§ **What needs to be done**
Of all the lines in the entries, how many carry the word "PathBuf"? The reply is that number and no more.

** Records for the task follows **

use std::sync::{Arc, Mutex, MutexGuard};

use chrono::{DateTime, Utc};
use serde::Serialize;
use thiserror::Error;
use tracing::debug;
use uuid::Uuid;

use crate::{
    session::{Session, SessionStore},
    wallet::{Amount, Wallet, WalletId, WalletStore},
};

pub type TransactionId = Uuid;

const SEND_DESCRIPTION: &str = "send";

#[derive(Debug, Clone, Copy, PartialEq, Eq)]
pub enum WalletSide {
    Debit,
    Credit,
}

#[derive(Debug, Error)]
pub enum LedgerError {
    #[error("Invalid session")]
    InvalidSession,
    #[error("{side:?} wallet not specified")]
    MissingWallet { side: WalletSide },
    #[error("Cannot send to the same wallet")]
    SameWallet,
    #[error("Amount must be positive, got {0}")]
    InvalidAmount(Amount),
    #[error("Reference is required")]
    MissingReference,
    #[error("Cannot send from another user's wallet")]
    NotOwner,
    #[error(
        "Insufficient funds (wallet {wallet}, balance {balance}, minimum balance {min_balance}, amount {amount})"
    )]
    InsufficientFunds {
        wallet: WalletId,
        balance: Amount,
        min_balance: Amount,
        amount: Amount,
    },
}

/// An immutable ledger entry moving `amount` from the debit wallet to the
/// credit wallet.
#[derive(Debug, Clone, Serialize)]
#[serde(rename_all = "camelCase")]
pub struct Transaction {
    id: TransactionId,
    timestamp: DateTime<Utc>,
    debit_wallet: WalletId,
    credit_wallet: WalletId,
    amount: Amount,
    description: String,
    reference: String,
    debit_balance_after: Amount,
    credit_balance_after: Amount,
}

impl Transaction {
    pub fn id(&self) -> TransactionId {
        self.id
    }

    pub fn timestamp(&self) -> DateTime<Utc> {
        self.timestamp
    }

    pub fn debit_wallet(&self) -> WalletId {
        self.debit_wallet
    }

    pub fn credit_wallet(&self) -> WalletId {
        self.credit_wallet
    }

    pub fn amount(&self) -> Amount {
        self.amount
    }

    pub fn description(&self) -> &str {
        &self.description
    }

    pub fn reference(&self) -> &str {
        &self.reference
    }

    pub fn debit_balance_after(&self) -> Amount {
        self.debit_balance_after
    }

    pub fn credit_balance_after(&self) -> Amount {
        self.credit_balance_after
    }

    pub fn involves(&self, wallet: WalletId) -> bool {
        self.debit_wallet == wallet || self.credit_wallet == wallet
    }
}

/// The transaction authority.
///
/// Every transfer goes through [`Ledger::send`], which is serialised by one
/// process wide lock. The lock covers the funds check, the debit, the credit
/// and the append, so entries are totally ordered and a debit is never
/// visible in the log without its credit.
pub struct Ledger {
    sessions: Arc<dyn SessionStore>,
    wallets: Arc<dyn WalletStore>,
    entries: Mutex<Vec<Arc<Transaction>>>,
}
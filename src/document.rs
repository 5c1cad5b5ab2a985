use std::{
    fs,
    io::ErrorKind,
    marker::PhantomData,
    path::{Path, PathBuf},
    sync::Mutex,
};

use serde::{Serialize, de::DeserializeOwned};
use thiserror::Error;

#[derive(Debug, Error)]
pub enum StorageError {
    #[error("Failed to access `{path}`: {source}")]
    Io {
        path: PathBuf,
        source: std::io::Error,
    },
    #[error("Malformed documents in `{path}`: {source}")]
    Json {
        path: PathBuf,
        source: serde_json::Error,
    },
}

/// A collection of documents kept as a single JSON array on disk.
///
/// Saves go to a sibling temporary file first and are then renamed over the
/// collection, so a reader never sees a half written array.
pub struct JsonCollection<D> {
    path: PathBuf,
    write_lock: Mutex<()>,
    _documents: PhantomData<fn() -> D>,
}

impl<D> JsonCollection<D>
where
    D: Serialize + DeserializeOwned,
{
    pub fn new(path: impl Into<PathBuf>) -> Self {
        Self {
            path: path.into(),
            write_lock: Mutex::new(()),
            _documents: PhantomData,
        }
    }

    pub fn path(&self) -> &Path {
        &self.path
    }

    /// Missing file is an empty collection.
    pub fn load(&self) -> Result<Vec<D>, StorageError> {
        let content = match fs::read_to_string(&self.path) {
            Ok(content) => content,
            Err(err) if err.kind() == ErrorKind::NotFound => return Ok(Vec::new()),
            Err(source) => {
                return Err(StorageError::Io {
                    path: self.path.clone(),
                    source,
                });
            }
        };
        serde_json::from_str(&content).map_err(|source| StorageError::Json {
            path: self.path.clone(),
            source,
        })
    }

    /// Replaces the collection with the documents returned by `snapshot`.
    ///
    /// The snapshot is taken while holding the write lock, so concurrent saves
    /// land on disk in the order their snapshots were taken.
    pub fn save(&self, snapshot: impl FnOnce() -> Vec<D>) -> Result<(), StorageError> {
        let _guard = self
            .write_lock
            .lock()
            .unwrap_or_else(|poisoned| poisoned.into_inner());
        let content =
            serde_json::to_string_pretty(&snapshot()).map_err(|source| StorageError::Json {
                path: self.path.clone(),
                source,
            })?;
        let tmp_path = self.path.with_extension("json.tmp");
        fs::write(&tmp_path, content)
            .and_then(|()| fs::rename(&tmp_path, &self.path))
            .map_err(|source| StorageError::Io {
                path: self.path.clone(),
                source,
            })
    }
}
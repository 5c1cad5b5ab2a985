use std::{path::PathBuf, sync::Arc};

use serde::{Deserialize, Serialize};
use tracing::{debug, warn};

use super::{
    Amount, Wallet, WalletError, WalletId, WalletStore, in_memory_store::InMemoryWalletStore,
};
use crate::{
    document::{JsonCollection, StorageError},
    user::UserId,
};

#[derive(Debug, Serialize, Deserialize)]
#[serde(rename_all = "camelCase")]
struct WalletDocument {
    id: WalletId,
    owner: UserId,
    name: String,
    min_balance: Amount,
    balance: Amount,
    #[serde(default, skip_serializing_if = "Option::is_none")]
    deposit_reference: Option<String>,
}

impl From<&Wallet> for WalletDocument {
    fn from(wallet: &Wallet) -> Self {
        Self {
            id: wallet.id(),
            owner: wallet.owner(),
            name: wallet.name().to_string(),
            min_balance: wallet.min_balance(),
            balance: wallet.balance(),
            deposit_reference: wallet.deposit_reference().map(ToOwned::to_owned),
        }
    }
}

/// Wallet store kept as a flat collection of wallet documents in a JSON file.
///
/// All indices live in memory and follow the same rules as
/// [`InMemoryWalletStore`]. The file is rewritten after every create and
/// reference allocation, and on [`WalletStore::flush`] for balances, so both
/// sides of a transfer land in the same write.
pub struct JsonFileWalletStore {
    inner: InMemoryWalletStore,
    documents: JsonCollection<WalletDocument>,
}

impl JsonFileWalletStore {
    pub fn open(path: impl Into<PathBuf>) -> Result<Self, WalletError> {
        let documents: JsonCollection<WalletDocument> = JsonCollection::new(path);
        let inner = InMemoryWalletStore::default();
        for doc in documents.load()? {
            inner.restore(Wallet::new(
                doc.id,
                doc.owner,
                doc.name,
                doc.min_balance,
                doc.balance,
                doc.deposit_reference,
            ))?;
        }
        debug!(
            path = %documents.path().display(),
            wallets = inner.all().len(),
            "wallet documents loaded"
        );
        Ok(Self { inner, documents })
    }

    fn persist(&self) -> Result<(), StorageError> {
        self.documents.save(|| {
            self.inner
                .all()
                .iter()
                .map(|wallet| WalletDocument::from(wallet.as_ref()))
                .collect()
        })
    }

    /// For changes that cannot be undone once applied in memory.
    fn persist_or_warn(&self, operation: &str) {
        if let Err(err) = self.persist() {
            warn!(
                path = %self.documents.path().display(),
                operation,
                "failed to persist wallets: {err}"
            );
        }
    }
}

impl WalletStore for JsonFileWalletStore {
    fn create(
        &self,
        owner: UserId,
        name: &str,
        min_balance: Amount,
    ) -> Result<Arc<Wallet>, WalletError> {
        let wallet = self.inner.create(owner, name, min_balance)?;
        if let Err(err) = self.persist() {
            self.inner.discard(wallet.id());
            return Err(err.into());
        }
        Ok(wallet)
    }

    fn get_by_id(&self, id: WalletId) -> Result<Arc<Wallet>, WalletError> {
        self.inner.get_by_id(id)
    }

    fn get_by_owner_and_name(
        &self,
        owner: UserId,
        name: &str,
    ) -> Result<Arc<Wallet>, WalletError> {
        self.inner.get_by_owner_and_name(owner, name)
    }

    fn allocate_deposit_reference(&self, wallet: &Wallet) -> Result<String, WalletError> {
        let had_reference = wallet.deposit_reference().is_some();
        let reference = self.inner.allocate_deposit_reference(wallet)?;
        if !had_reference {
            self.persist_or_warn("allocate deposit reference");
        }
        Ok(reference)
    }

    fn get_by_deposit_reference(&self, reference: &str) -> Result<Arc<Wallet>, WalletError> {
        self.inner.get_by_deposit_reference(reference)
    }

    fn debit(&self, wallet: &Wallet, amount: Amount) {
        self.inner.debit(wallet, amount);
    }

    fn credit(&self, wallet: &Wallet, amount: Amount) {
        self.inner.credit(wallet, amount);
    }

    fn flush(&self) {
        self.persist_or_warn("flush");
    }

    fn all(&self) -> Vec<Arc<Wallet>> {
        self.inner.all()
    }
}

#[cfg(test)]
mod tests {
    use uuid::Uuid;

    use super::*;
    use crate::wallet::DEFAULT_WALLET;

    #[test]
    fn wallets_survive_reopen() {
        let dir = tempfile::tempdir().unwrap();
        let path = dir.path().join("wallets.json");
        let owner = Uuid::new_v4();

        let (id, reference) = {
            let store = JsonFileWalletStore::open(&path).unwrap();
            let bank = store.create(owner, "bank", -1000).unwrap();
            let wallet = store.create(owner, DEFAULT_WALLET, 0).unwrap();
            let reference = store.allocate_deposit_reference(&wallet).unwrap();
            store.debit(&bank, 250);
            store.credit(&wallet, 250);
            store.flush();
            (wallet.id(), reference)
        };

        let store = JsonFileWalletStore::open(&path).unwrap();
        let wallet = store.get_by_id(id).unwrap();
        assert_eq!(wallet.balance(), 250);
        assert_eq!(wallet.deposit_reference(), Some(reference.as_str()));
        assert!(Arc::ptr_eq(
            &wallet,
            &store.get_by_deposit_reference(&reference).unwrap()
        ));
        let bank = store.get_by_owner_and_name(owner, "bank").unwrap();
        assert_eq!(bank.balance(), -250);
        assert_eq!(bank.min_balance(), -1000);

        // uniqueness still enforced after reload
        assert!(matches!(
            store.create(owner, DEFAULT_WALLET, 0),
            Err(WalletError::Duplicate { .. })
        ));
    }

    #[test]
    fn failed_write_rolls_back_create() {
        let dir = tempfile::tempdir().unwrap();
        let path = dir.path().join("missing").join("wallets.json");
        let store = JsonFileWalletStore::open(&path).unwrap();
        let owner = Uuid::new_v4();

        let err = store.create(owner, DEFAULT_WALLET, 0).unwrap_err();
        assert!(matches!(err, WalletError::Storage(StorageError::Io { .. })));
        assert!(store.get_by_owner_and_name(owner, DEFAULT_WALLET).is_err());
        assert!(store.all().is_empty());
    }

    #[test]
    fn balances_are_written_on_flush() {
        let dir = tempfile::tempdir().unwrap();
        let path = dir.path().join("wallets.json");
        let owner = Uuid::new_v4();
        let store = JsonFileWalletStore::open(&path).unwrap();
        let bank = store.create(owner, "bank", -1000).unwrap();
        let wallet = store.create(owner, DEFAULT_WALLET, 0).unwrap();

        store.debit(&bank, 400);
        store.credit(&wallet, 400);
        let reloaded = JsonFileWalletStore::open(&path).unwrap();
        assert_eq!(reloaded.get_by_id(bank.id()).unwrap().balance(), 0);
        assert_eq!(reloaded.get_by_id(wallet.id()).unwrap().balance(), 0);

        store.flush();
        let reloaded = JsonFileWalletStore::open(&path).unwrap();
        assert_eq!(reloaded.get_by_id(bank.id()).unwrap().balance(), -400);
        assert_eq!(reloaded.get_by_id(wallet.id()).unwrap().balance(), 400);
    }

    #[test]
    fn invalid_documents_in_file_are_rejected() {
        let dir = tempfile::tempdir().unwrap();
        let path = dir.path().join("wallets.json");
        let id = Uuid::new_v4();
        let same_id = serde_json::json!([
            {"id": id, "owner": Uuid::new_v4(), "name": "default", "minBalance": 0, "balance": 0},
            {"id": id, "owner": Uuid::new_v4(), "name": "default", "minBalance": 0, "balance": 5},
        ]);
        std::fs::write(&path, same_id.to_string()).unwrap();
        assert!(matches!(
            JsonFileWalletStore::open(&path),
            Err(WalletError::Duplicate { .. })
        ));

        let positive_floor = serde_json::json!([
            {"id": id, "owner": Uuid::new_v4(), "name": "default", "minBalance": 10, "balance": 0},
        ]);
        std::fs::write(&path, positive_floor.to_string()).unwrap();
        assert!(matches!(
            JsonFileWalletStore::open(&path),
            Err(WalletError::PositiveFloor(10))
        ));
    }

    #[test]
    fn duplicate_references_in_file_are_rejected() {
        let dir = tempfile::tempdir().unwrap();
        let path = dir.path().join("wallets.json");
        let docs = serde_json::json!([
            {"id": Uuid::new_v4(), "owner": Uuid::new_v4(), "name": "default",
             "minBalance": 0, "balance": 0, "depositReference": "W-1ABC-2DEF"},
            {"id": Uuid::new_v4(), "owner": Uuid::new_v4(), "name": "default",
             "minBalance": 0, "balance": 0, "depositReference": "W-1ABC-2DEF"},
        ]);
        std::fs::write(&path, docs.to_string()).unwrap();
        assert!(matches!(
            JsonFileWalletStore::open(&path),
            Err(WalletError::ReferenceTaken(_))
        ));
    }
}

** End of Records for the task **

§ **Exercise result**
7